- Theatrical release poster
- Directed by: Artie Mandelberg
- Screenplay by: Dylan Schaffer
- Produced by: Nancy Hirami Lori Lewis Todd Lewis Michael Pavone
- Starring: Paul "Triple H" Levesque; Michael Rapaport; Parker Posey; Michael Cudlitz; Julie White; Bruce Dern; Jency Griffin;
- Cinematography: Kenneth Zunder
- Edited by: Jerry U. Frizell
- Music by: Jim Johnston
- Production company: WWE Studios
- Distributed by: Samuel Goldwyn Films
- Release date: September 9, 2011;
- Running time: 93 minutes
- Country: United States
- Language: English

= Inside Out (2011 film) =

Crime-drama film by Artie Mandelberg

Inside Out is a 2011 American crime film directed by Artie Mandelberg. The film features professional wrestler Triple H (credited as Paul "Triple H" Levesque), Michael Rapaport, Parker Posey, Julie White, Michael Cudlitz and Bruce Dern. The project was the cinematic feature film debut for director Artie Mandelberg. The film was released on September 9, 2011.

==Plot==
A.J., an ex-con who served 13 years in Angola for manslaughter, returns home to New Orleans and fights to protect the woman he loves and her young daughter from his dangerous former best friend. In better times, AJ (Triple H) would have done anything to protect his best friend, Jack (Michael Rapaport), a two-bit gangster and the son of Dr. Vic (Bruce Dern) -- the city's toughest crime boss. While A.J. is in prison, Jack marries Claire (Parker Posey), the love of AJ's life, and together they raise a daughter, Pepper (Juliette Goglia). Pepper is A.J.'s daughter, a fact known to Jack, but Jack pretends to be her biological father. The day Jack picks up AJ from prison, the short-fused thug gets an itchy trigger finger that could land his buddy right back behind bars. The situation grows increasingly tense as Dr. Vic attempts to handle the situation quietly as he comes under investigation by the Louisiana Tax Board agent Martha (Julie White) for dealing in untaxed cigarettes. When Jack flees and Dr. Vic decides that the only way to get the job done right is to do it himself, A.J. realizes that Claire and Pepper are in mortal danger, and races to their rescue.

==Reception==
On review aggregator Rotten Tomatoes, the film holds an approval rating of 25% based on 12 reviews, with an average rating of 2.66/10. On Metacritic, the film has a weighted average score of 28 out of 100, based on 8 critics, indicating "generally unfavorable" reviews.

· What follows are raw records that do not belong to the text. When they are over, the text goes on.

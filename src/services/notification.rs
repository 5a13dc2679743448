use crate::core::assertions::StatusCategory;
use crate::core::client::{ApiRequest, ClientContext};
use crate::core::endpoint::ServiceKind;
use crate::utils::error::{E2eError, Result};
use serde_json::{json, Value};

const VERIFY_PATH: &str = "/email/verify";

/// 觸發交易型 email（例如 welcome、password_reset）
pub async fn send_email(ctx: &ClientContext, token: &str, template: &str, payload: Value) -> Result<()> {
    ctx.on(ServiceKind::Notification)
        .send(
            ApiRequest::post(format!("/email/{}", template))
                .bearer(token)
                .json(payload),
        )
        .await?
        .expect_success()?;
    Ok(())
}

pub async fn request_verification(ctx: &ClientContext, token: &str) -> Result<()> {
    ctx.on(ServiceKind::Notification)
        .send(ApiRequest::post(VERIFY_PATH).bearer(token))
        .await?
        .expect_success()?;
    Ok(())
}

/// 驗證連結會 redirect 到落地頁，回傳 Location
pub async fn confirm_verification(ctx: &ClientContext, code: &str) -> Result<String> {
    let response = ctx
        .on(ServiceKind::Notification)
        .get(&format!("{}/{}", VERIFY_PATH, code))
        .await?
        .expect_category(StatusCategory::Redirect)?;

    response
        .header("location")
        .map(str::to_string)
        .ok_or_else(|| E2eError::AssertionFailed {
            message: format!("redirect from {} has no Location header", response.url),
        })
}

pub async fn share_business(
    ctx: &ClientContext,
    token: &str,
    int_xxid: &str,
    recipient: &str,
    message: &str,
) -> Result<()> {
    ctx.on(ServiceKind::Notification)
        .send(ApiRequest::post("/share").bearer(token).json(json!({
            "int_xxid": int_xxid,
            "recipient": recipient,
            "message": message,
        })))
        .await?
        .expect_success()?;
    Ok(())
}
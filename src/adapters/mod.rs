// Adapters layer: concrete implementations of the domain ports.

pub mod storage;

Writing for The New York Times, Daniel M. Gold described the plot as "a tangle of dithering storylines" and Levesque's acting as "inert". The However, Eric Hynes of The Village Voice was more positive, praising the film as a "meandering, eccentric, downright adorable existential crime yarn", while noting that Levesque's performance was closer to "a steroidal Steven Seagal" than "Hackman or Cagney".